*Prompt*
Below this sentence is a listing; return exactly its lines from the one with "pub fn stop(&mut" to the one with "let env_filter = match", both kept, and nothing more.

*Input material*
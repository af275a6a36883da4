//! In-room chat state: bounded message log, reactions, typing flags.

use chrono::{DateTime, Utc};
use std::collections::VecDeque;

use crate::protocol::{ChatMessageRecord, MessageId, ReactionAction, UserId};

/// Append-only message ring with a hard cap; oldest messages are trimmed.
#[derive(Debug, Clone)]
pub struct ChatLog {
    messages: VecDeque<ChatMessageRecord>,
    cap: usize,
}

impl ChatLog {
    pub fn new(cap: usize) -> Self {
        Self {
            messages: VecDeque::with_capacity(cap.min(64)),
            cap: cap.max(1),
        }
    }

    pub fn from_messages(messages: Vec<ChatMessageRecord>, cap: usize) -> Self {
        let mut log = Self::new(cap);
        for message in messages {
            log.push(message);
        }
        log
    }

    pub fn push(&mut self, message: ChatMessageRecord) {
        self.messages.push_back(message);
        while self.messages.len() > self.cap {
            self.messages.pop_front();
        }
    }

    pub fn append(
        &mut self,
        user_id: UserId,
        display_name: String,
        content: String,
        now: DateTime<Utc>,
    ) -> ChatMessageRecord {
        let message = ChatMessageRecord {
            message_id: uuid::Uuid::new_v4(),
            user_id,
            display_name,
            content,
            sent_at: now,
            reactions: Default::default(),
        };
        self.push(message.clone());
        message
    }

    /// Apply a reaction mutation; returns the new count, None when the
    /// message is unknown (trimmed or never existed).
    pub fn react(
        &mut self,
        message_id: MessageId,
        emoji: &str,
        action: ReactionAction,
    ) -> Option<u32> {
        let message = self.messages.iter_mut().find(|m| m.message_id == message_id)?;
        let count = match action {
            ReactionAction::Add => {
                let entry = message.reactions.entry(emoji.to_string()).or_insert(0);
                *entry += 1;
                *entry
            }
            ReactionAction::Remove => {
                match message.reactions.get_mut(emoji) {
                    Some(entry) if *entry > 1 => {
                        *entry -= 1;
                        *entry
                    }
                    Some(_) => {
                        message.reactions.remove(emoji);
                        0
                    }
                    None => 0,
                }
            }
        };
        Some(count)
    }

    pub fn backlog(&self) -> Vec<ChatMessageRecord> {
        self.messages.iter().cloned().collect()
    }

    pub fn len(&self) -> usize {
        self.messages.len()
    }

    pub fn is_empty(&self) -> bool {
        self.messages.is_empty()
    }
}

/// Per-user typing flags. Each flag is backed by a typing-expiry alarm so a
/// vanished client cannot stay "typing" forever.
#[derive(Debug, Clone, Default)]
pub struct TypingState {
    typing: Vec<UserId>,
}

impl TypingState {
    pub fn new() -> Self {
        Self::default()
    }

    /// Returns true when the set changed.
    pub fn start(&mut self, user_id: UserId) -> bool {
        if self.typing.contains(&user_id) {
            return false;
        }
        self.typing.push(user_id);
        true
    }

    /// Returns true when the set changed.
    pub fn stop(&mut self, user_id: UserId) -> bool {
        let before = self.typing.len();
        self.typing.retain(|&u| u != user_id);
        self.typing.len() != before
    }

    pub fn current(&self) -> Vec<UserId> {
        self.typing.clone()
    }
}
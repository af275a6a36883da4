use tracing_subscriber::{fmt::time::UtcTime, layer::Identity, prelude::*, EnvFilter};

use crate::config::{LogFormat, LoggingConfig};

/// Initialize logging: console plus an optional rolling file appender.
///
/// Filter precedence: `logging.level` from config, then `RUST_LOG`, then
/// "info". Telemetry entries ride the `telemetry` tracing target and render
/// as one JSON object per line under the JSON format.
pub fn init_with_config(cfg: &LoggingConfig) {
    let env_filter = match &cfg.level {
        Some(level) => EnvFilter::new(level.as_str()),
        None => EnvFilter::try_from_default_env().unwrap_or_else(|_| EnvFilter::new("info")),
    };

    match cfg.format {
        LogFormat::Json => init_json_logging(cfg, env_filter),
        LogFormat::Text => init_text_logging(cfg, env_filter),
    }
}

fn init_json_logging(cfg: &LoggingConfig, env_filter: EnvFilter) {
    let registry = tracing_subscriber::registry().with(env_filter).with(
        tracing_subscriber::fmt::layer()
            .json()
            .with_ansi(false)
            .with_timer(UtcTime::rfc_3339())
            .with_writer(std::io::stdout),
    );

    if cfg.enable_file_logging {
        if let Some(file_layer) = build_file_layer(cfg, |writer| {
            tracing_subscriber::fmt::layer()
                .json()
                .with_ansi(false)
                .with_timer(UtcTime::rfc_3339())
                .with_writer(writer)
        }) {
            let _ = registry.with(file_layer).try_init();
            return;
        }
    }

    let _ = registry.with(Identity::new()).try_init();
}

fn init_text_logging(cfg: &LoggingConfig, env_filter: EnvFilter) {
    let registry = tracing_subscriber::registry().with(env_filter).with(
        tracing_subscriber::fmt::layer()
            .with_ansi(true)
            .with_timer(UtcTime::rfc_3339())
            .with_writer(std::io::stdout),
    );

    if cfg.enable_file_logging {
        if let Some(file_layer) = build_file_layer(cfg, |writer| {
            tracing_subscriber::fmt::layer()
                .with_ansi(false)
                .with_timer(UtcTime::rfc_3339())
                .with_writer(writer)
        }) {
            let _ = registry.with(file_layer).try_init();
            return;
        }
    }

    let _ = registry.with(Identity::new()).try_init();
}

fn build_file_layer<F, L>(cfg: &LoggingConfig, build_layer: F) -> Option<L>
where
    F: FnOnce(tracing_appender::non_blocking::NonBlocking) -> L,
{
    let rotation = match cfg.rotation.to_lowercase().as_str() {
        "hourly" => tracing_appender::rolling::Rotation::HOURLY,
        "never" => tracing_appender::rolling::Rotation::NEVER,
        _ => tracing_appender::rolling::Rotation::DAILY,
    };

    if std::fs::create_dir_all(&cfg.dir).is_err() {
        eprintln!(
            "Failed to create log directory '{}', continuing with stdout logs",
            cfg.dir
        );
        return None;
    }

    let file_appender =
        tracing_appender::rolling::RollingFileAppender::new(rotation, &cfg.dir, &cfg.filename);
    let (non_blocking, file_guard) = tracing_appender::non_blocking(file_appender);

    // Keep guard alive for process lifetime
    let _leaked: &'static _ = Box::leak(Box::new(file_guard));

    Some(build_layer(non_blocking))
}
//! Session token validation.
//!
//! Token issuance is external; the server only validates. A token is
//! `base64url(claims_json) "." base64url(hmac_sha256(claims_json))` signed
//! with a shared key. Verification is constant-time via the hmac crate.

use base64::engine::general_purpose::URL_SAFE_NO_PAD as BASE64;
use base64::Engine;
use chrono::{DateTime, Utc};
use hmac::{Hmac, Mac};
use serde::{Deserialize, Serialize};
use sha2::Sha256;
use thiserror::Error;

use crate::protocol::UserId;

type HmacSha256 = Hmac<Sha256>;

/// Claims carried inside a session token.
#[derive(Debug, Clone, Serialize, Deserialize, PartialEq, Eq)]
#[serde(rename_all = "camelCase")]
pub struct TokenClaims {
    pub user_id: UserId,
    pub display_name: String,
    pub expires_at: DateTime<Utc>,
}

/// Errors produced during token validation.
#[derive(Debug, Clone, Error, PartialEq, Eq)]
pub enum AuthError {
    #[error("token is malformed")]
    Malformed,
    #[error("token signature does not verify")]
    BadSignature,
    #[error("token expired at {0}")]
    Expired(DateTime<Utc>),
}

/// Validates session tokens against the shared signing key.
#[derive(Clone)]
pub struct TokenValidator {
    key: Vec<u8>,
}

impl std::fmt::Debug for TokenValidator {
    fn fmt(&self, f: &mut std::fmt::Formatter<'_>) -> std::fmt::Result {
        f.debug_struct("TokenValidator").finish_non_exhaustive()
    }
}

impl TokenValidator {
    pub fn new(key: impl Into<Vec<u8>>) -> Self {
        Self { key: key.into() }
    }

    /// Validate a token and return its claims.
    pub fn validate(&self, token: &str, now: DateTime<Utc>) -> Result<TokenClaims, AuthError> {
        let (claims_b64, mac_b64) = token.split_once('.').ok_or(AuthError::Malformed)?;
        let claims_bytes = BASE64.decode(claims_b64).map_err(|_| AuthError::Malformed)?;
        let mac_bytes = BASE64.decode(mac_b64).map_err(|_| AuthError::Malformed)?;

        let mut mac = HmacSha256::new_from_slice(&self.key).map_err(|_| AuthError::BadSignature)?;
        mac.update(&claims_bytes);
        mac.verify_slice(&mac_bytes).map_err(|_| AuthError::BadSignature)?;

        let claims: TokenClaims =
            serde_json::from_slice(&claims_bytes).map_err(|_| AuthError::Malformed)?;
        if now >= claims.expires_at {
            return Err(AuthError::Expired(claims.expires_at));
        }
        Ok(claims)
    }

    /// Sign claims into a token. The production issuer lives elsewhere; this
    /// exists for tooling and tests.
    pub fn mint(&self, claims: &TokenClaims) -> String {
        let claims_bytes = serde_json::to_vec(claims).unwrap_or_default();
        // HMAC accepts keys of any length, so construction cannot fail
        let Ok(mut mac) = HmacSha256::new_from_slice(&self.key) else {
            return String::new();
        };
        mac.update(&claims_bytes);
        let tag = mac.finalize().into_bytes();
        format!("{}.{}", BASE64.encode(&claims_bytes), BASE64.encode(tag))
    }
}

*Output for this exercise*
    pub fn stop(&mut self, user_id: UserId) -> bool {
        let before = self.typing.len();
        self.typing.retain(|&u| u != user_id);
        self.typing.len() != before
    }

    pub fn current(&self) -> Vec<UserId> {
        self.typing.clone()
    }
}
repository af275a6a36883da4
use tracing_subscriber::{fmt::time::UtcTime, layer::Identity, prelude::*, EnvFilter};

use crate::config::{LogFormat, LoggingConfig};

/// Initialize logging: console plus an optional rolling file appender.
///
/// Filter precedence: `logging.level` from config, then `RUST_LOG`, then
/// "info". Telemetry entries ride the `telemetry` tracing target and render
/// as one JSON object per line under the JSON format.
pub fn init_with_config(cfg: &LoggingConfig) {
    let env_filter = match &cfg.level {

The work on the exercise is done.